Canadian choreographer

Robin Merchant is an internationally recognized choreographer and dance instructor. Notably, she has danced for Grammy winning artists including the Black Eyed Peas, and MIA. She has choreographed China's international dance festival, MTV, Stunt Mania, and Dancing with the Stars (India - Jhalak Dikhhla Jaa).

==Career==
Robin began working as a dancer, dancing on stage for several Grammy winning artists, and in movies such as Disney's, The Cheetah Girls One World choreographed by Fatima Robinson.

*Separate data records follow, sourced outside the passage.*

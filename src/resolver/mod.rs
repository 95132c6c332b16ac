//! Reverse geocoding of coordinates to countries.
//!
//! Uses the offline GeoNames dataset embedded in the `reverse_geocoder`
//! crate (nearest populated place by k-d tree) and maps the resulting ISO
//! alpha-2 code to a display name via `rust_iso3166`. Codes with no ISO
//! entry fall back to the raw code so the identifier stays stable either
//! way.

use log::info;
use reverse_geocoder::ReverseGeocoder;

use crate::models::CountryId;

/// Outcome of resolving a coordinate pair.
///
/// `Unknown` is a value, not an error: it means the dataset had no usable
/// match (open ocean, resolver gap). The tracker must never record it as a
/// visit or let it overwrite the last-known country.
#[derive(Debug, Clone, PartialEq, Eq)]
pub enum CountryResolution {
    /// Best-effort nearest country for the coordinates.
    Country(CountryId),
    /// No landmass match.
    Unknown,
}

impl CountryResolution {
    /// Returns the resolved country, if any.
    pub fn country(&self) -> Option<&CountryId> {
        match self {
            CountryResolution::Country(id) => Some(id),
            CountryResolution::Unknown => None,
        }
    }

    /// Whether this resolution is the no-match sentinel.
    pub fn is_unknown(&self) -> bool {
        matches!(self, CountryResolution::Unknown)
    }
}

/// Maps a coordinate pair to a country.
pub trait CountryResolver {
    /// Resolves the given coordinates to a best-effort nearest country.
    fn resolve(&self, latitude: f64, longitude: f64) -> CountryResolution;
}

/// Resolver backed by the offline GeoNames dataset.
pub struct GeonamesResolver {
    geocoder: ReverseGeocoder,
}

impl GeonamesResolver {
    /// Loads the embedded GeoNames dataset.
    pub fn new() -> Self {
        let geocoder = ReverseGeocoder::new();
        info!("Loaded offline GeoNames reverse-geocoding dataset");
        Self { geocoder }
    }

    /// Converts an ISO alpha-2 code into a display name.
    ///
    /// Falls back to the code itself when the code is not in the ISO 3166
    /// table, matching the behavior of looking a country up and keeping the
    /// raw code on a miss.
    fn country_name(code: &str) -> String {
        rust_iso3166::from_alpha2(code)
            .map(|country| country.name.to_string())
            .unwrap_or_else(|| code.to_string())
    }
}

impl Default for GeonamesResolver {
    fn default() -> Self {
        Self::new()
    }
}

impl CountryResolver for GeonamesResolver {
    fn resolve(&self, latitude: f64, longitude: f64) -> CountryResolution {
        // The k-d tree always yields a nearest record; the sentinel case is
        // a record with an empty country code.
        let result = self.geocoder.search((latitude, longitude));
        let code = result.record.cc.as_str();
        if code.is_empty() {
            return CountryResolution::Unknown;
        }

        CountryResolution::Country(CountryId::from(Self::country_name(code)))
    }
}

Robin began her leadership career as a master instructor at internationally recognized dance studios such as: Broadway Dance Center (NY), Pineapple Dance Studios (London) and the National Ballet of Canada. From these specialized roots, she traveled and debuted in India, bringing a high caliber of expertise and form to a market that was traditionally under represented in western styles. Robin's strong knowledge of dance quickly led her to become India's most sought after instructor in jazz, contemporary, and urban dance styles and allowed her to pioneer jazz funk within the country. Production houses and corporations such as Sony, Lay's, and Reebok began vying for Robin's choreography for their Indian TV commercials. Given the extraordinary demand that India generates for new art forms, Robin also established a dance institute in Mumbai. It specialized in western technique, and those that trained at her studio became some of the most sought after dancers in the country. Bollywood cinema took notice and Robin was commissioned to choreograph dance songs within hit films such as "Game (2011 film)"

and reality TV shows such as Dancing with the Stars (India). Now as a seasoned artist, Robin travels frequently bringing her unique perspective of multimedia, dance and technique to the rest of the world.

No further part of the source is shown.